## Linear Algebra and probability distributions

Well those were two things I definitely thought that I wouldn’t be needing again after graduating university. Turns out I was very wrong, and I wish I paid more attention learning probability, and applying linear algebra. In my experience so far, the intuition that you can gain from studying probability and linear algebra is actually quite useful in the field of anything numerical. If you ever need to look at a large data sample, and figure out if variables are correlated, or how to best classify the information, you will most likely run into some form of probability and linear algebra.

Given information in a dataset, for example the `mtcars`

dataset within R. We can analyze the correlation coefficients of each variable by using the handy `cor`

function within R.
```
df = mtcars
hist(df$hp)
cor_df = cor(df)
```

The correlation matrix that is returned displays a matrix where each variable is given a correlation coefficient that displays the dependence of each variable pair permutation. The default method is using Pearson correlation coefficients, which is a procedure which comes with it’s set of assumptions. Using the Pearson method comes from the assumption that the data you are looking at is somewhat a normally distributed dataset and linearlly dependent. This means that each variable in the dataset follows a normal distribution roughly, and we can assume that each variable is linear in relation to the other variables.

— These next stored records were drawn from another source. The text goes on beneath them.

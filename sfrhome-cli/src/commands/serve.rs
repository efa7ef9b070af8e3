//! Serve command - run the control API stub.

use anyhow::{Context, Result};
use clap::Args;
use tracing::info;

use crate::control::{self, DEFAULT_BIND};
use crate::ExitCode;

/// Arguments for the serve command.
#[derive(Args, Debug, Clone)]
pub struct ServeArgs {
    /// Address to listen on.
    #[arg(long, default_value = DEFAULT_BIND)]
    pub bind: String,
}

/// Runs the serve command until interrupted.
pub async fn run(args: &ServeArgs) -> Result<ExitCode> {
    let listener = tokio::net::TcpListener::bind(&args.bind)
        .await
        .with_context(|| format!("Cannot listen on {}", args.bind))?;

    info!(bind = %args.bind, "Control API listening");
    eprintln!("[*] Control API listening on http://{}", args.bind);

    axum::serve(listener, control::router())
        .await
        .context("Control API stopped")?;

    Ok(ExitCode::Success)
}
//! Fetch error types.

use std::path::PathBuf;
use thiserror::Error;

// ============================================================================
// Error Class
// ============================================================================

/// Coarse classification of a [`FetchError`], used for exit codes and
/// fallback decisions.
#[derive(Debug, Clone, Copy, PartialEq, Eq)]
pub enum ErrorClass {
    /// The run is misconfigured (missing credentials, bad URL).
    Configuration,
    /// The portal no longer looks the way the login flow expects.
    ProtocolDrift,
    /// Network, status or session errors that another attempt may fix.
    Transient,
}

// ============================================================================
// Main Fetch Error
// ============================================================================

/// Error type for fetch operations.
#[derive(Debug, Error)]
pub enum FetchError {
    /// HTTP request failed.
    #[error("HTTP error: {0}")]
    Http(#[from] reqwest::Error),

    /// Request timed out.
    #[error("Request timed out after {0} seconds")]
    Timeout(u64),

    /// A step answered with a non-success status.
    #[error("{step} failed with HTTP {status}{}", artifact_suffix(.artifact.as_ref()))]
    HttpStatus {
        /// Step name (`sso`, `login`, `dashboard`, ...).
        step: String,
        /// HTTP status code.
        status: u16,
        /// Where the response body was saved.
        artifact: Option<PathBuf>,
    },

    /// The portal's answer lacks something the login flow needs.
    #[error("{step}: {reason}{}", artifact_suffix(.artifact.as_ref()))]
    ProtocolDrift {
        /// Step name.
        step: String,
        /// What was missing.
        reason: String,
        /// Where the response body was saved.
        artifact: Option<PathBuf>,
    },

    /// The portal did not accept the session (login page or garbage
    /// returned instead of the device list).
    #[error("Session rejected: {0}")]
    SessionRejected(String),

    /// SSO login is required but no credentials were supplied.
    #[error("Missing credentials: a username and password are required for SSO login")]
    MissingCredentials,

    /// A configured URL is invalid.
    #[error("Invalid URL: {0}")]
    InvalidUrl(String),

    /// Store error.
    #[error("Store error: {0}")]
    Store(#[from] sfrhome_store::StoreError),

    /// Strategy not available.
    #[error("Strategy not available: {0}")]
    StrategyNotAvailable(String),

    /// All strategies failed.
    #[error("All strategies failed")]
    AllStrategiesFailed,
}

fn artifact_suffix(artifact: Option<&PathBuf>) -> String {
    artifact
        .map(|p| format!(" (response saved to {})", p.display()))
        .unwrap_or_default()
}

impl FetchError {
    /// Maps a reqwest error, turning timeouts into [`FetchError::Timeout`].
    pub fn from_request(error: reqwest::Error, timeout_secs: u64) -> Self {
        if error.is_timeout() {
            Self::Timeout(timeout_secs)
        } else {
            Self::Http(error)
        }
    }

    /// Creates a protocol drift error.
    pub fn drift(step: impl Into<String>, reason: impl Into<String>, artifact: Option<PathBuf>) -> Self {
        Self::ProtocolDrift {
            step: step.into(),
            reason: reason.into(),
            artifact,
        }
    }

    /// Returns the error class.
    pub fn class(&self) -> ErrorClass {
        match self {
            Self::MissingCredentials | Self::InvalidUrl(_) => ErrorClass::Configuration,
            Self::ProtocolDrift { .. } => ErrorClass::ProtocolDrift,
            _ => ErrorClass::Transient,
        }
    }

    /// Returns the diagnostic artifact attached to this error, if any.
    pub fn artifact(&self) -> Option<&PathBuf> {
        match self {
            Self::HttpStatus { artifact, .. } | Self::ProtocolDrift { artifact, .. } => {
                artifact.as_ref()
            }
            _ => None,
        }
    }
}

// ============================================================================
// Tests
// ============================================================================

#[cfg(test)]
mod tests {
    use super::*;

    #[test]
    fn test_error_classes() {
        assert_eq!(FetchError::MissingCredentials.class(), ErrorClass::Configuration);
        assert_eq!(
            FetchError::drift("sso", "token_sso missing", None).class(),
            ErrorClass::ProtocolDrift
        );
        assert_eq!(FetchError::Timeout(20).class(), ErrorClass::Transient);
        assert_eq!(
            FetchError::SessionRejected("html".into()).class(),
            ErrorClass::Transient
        );
    }

    #[test]
    fn test_status_message_names_step_and_artifact() {
        let err = FetchError::HttpStatus {
            step: "mysensors".into(),
            status: 403,
            artifact: Some(PathBuf::from("debug_mysensors_error.html")),
        };
        let msg = err.to_string();
        assert!(msg.contains("mysensors"));
        assert!(msg.contains("403"));
        assert!(msg.contains("debug_mysensors_error.html"));
        assert!(err.artifact().is_some());
    }
}
//! Store error types.

use thiserror::Error;

/// Errors that can occur in the store.
#[derive(Debug, Error)]
pub enum StoreError {
    /// IO error.
    #[error("IO error: {0}")]
    Io(#[from] std::io::Error),

    /// Serialization error.
    #[error("Serialization error: {0}")]
    Serialization(#[from] serde_json::Error),

    /// Configuration error.
    #[error("Configuration error: {0}")]
    Config(String),
}

impl StoreError {
    /// Returns true if the error means the file does not exist.
    pub fn is_not_found(&self) -> bool {
        matches!(self, StoreError::Io(e) if e.kind() == std::io::ErrorKind::NotFound)
    }
}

It’s useful to look at the distributions of your data as part of your exploratory analysis, this way it will give you insight into outliers if they occur in the future. Or if your data starts off looking normal, and over time there is a skewing trend towards another distribution.

## Cholesky decomposition

One of the most important things you learn without knowing (at least I didn’t know) in your introductary linear algebra class is how to decompose matricies. LU decomposition is the basic one that everybody learns by hand, because this method is easy to teach by handle, and easy to compute by hand. Decomposition solves the equation of:
```
A = Bx
```

Solving for the matrix B will let you solve for your variable of choice. But LU decomposition isn’t actually the most efficient, or the fastest if you are able to use a computer. This is where something called the Cholesky decomposition comes into play. As an example, using `mtcars`

say we know that some model of cars are correlated with each other, and we want to find out that correlation. A Honda Civic and a Toyota Corolla are pretty similar right? For the sake of this example, say we had more continuous information in the dataset.

```
library(reshape2)
df.wide = dcast(df, cyl+disp+hp ~ rownames(df), value.var = 'mpg')
```

Now the df.wide dataframe will contain the information that shows wide format data of each car model and it’s mpg. Using this information, we can make some sort of statement where we are wondering about what kind of mpg we will get given a car model, a cylinder number, a displacement number, and horsepower.

## Predicting mpg based on car model features

Given the wide format information, we can use that to create our correlaton matrix. The correlation matrix is used in the Cholesky decomposition process, to transform a matrix describing correlation coefficients into a lower triangle matrix that is then used to project the correlation onto another variable.

These variables in our case are going to be error distributions. This way, we can make predictions on the mpg a car will get, look at the error distribution of the car, and be able to create a joint distribution that contains the correlations of the mpg error of each car model. While writing this I understand that this probably sounds very confusing, it’s because I’m not too clear about it myself, and I haven’t picked the best example to work with.

Where Cholesky decomposition is used widely is in the financial sector, where they take correlation of products, and then use Cholesky decomposition in order to form a joint distribution that gives correlation of errors, then apply this joint distribution in simulating prices over a time frame. This will allow for simulation to see how prices move, with correlation of products built in.